Physical examination in patients with atrial flutter should assess the likely conduction ratio and rate of flutter and assess for signs of associated ventricular dysfunction or heart failure. Depending on the ventricular rate and the individual's tolerance to that rate, symptoms may range from palpitations, dyspnea, presyncope, or syncope to sudden death. If the ventricular response is rapid, atrial flutter may cause significant morbidity secondary to hemodynamic deterioration due to low cardiac output.

If the ventricular response is slow enough to permit a sustained arrhythmia, atrial thrombosis with consequent thromboembolism may result. In patients who have undergone surgery for congenital heart disease, new onset of atrial arrhythmias such as atrial flutter may indicate elevated right atrial pressure and, thus, the need for surgery (eg, conduit obstruction in a patient with a Rastelli-type surgery).
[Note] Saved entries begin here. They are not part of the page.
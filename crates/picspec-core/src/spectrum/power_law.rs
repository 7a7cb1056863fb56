//! Power-law fits of the high-energy tail.

use serde::Serialize;

use super::accumulate::accumulate;
use super::{check_lengths, FitError};
use crate::fitting::{argmax, fit_line};

/// `f = 10^intercept * E^slope` fitted on `[start, end)`.
#[derive(Debug, Clone, PartialEq, Serialize)]
pub struct PowerLawFit {
    /// Fitted power law over every energy bin.
    pub flux: Vec<f64>,
    pub start: usize,
    pub end: usize,
    /// Spectral index.
    pub slope: f64,
    /// `log10` of the normalisation.
    pub intercept: f64,
    /// Share of the spectrum's particles carried by the fitted window.
    pub number_fraction: f64,
    /// Share of the spectrum's kinetic energy carried by the fitted window.
    pub energy_fraction: f64,
}

/// Fit a power law on `[argmax + offset, argmax + offset + extent)`.
///
/// The fit is a straight line in `log10 E` / `log10 f`. The window is never
/// moved to make the fit possible: running past the end of the spectrum,
/// containing fewer than two bins or any non-positive value is an
/// [`FitError::InvalidWindow`].
pub fn fit_power_law(
    energy: &[f64],
    flux: &[f64],
    offset: usize,
    extent: usize,
) -> Result<PowerLawFit, FitError> {
    check_lengths(energy, flux)?;
    let n = flux.len();
    let peak = argmax(flux).ok_or_else(|| FitError::InvalidWindow {
        start: 0,
        end: 0,
        len: n,
        reason: "no finite peak".into(),
    })?;
    let start = peak.saturating_add(offset);
    let Some(end) = peak
        .checked_add(offset)
        .and_then(|s| s.checked_add(extent))
    else {
        return Err(FitError::InvalidWindow {
            start,
            end: usize::MAX,
            len: n,
            reason: "window runs past the end of the spectrum".into(),
        });
    };
    let invalid = |reason: String| FitError::InvalidWindow {
        start,
        end,
        len: n,
        reason,
    };

    if end > n {
        return Err(invalid("window runs past the end of the spectrum".into()));
    }
    if extent < 2 {
        return Err(invalid(format!("need at least 2 bins, got {}", extent)));
    }
    if let Some(i) = (start..end).find(|&i| !(energy[i] > 0.0 && flux[i] > 0.0)) {
        return Err(invalid(format!(
            "non-positive value at bin {} (E = {}, f = {})",
            i, energy[i], flux[i]
        )));
    }

    let log_e: Vec<f64> = energy[start..end].iter().map(|e| e.log10()).collect();
    let log_f: Vec<f64> = flux[start..end].iter().map(|f| f.log10()).collect();
    let line = fit_line(&log_e, &log_f)
        .ok_or_else(|| invalid("energies in the window are not distinct".into()))?;

    let fitted: Vec<f64> = energy
        .iter()
        .map(|e| 10f64.powf(line.eval(e.log10())))
        .collect();

    let window = accumulate(&energy[start..end], &fitted[start..end]);
    let whole = accumulate(energy, flux);
    let fit = PowerLawFit {
        flux: fitted,
        start,
        end,
        slope: line.slope,
        intercept: line.intercept,
        number_fraction: window.total_count() / whole.total_count(),
        energy_fraction: window.total_energy() / whole.total_energy(),
    };

    log::info!(
        "Power law on [{}, {}) (E = {:.4e} .. {:.4e}): index {:.4}, number fraction {:.4}, energy fraction {:.4}",
        start,
        end,
        energy[start],
        energy[end - 1],
        fit.slope,
        fit.number_fraction,
        fit.energy_fraction
    );
    Ok(fit)
}

/// Power-law fit of `flux - thermal`, with the window placed relative to the
/// peak of the non-thermal remainder.
pub fn fit_nonthermal_power_law(
    energy: &[f64],
    flux: &[f64],
    thermal: &[f64],
    offset: usize,
    extent: usize,
) -> Result<PowerLawFit, FitError> {
    check_lengths(energy, flux)?;
    check_lengths(energy, thermal)?;
    let nonthermal: Vec<f64> = flux.iter().zip(thermal).map(|(f, t)| f - t).collect();
    fit_power_law(energy, &nonthermal, offset, extent)
}
//! Energy spectrum analysis.
//!
//! The pipeline for one spectrum is:
//!
//! 1. [`accumulate`] the cumulative particle number and energy,
//! 2. fit the thermal core with a Maxwellian ([`fit_thermal_core`]),
//! 3. subtract it and fit the remainder with a power law
//!    ([`fit_power_law`] / [`fit_nonthermal_power_law`]).
//!
//! [`decompose`] runs two thermal passes to separate a secondary thermal
//! population. All functions are pure and return plain data.
//!
//! The Maxwellian in energy is $f(E) = A \sqrt{E} e^{-B E}$, whose peak sits
//! at $E = 1 / (2B)$.

pub mod accumulate;
pub mod budget;
pub mod decompose;
pub mod normalization;
pub mod power_law;
pub mod thermal;

pub use accumulate::{accumulate, Accumulated};
pub use budget::{nonthermal_fraction, thermal_budget, NonthermalFraction, ThermalBudget};
pub use decompose::{decompose, decompose_with, Decomposition};
pub use normalization::{
    initial_maxwellian, maximum_energy, normalized_energy, thermal_energy, SpectrumNormalization,
};
pub use power_law::{fit_nonthermal_power_law, fit_power_law, PowerLawFit};
pub use thermal::{
    background_thermal_core, fit_thermal_core, fit_thermal_core_with, lower_thermal_core,
    maxwellian, ThermalFit, ThermalFitOptions,
};

use thiserror::Error;

/// Errors from the spectrum fits.
#[derive(Debug, Error, Clone, PartialEq)]
pub enum FitError {
    /// The nonlinear fit did not produce usable parameters. Callers may fall
    /// back to [`ThermalFit::zero`].
    #[error("Fit did not converge: {0}")]
    Convergence(String),

    /// The requested window cannot be fitted. Never adjusted automatically.
    #[error("Invalid fit window [{start}, {end}) for {len} bins: {reason}")]
    InvalidWindow {
        start: usize,
        end: usize,
        len: usize,
        reason: String,
    },

    /// Energy and flux arrays of different lengths.
    #[error("Energy has {energy} bins but flux has {flux}")]
    LengthMismatch { energy: usize, flux: usize },
}

impl FitError {
    pub fn is_recoverable(&self) -> bool {
        matches!(self, FitError::Convergence(_))
    }
}

pub(crate) fn check_lengths(energy: &[f64], flux: &[f64]) -> Result<(), FitError> {
    if energy.len() != flux.len() {
        return Err(FitError::LengthMismatch {
            energy: energy.len(),
            flux: flux.len(),
        });
    }
    Ok(())
}

/// Panicking form of [`check_lengths`] for the infallible summaries.
pub(crate) fn assert_lengths(energy: &[f64], flux: &[f64]) {
    assert_eq!(
        energy.len(),
        flux.len(),
        "energy and flux must have the same length"
    );
}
In patients who have undergone the Fontan, Mustard, or Senning operation, the presence of superficial venous collateralization suggests associated obstruction of major venous pathways. This may interfere with evaluation and management.

Complications

Episodes of atrial flutter may be associated with low cardiac output, brain and other end-organ injury, and sudden or subacute death.

Heart failure, thrombosis, and thromboembolism are other recognized complications.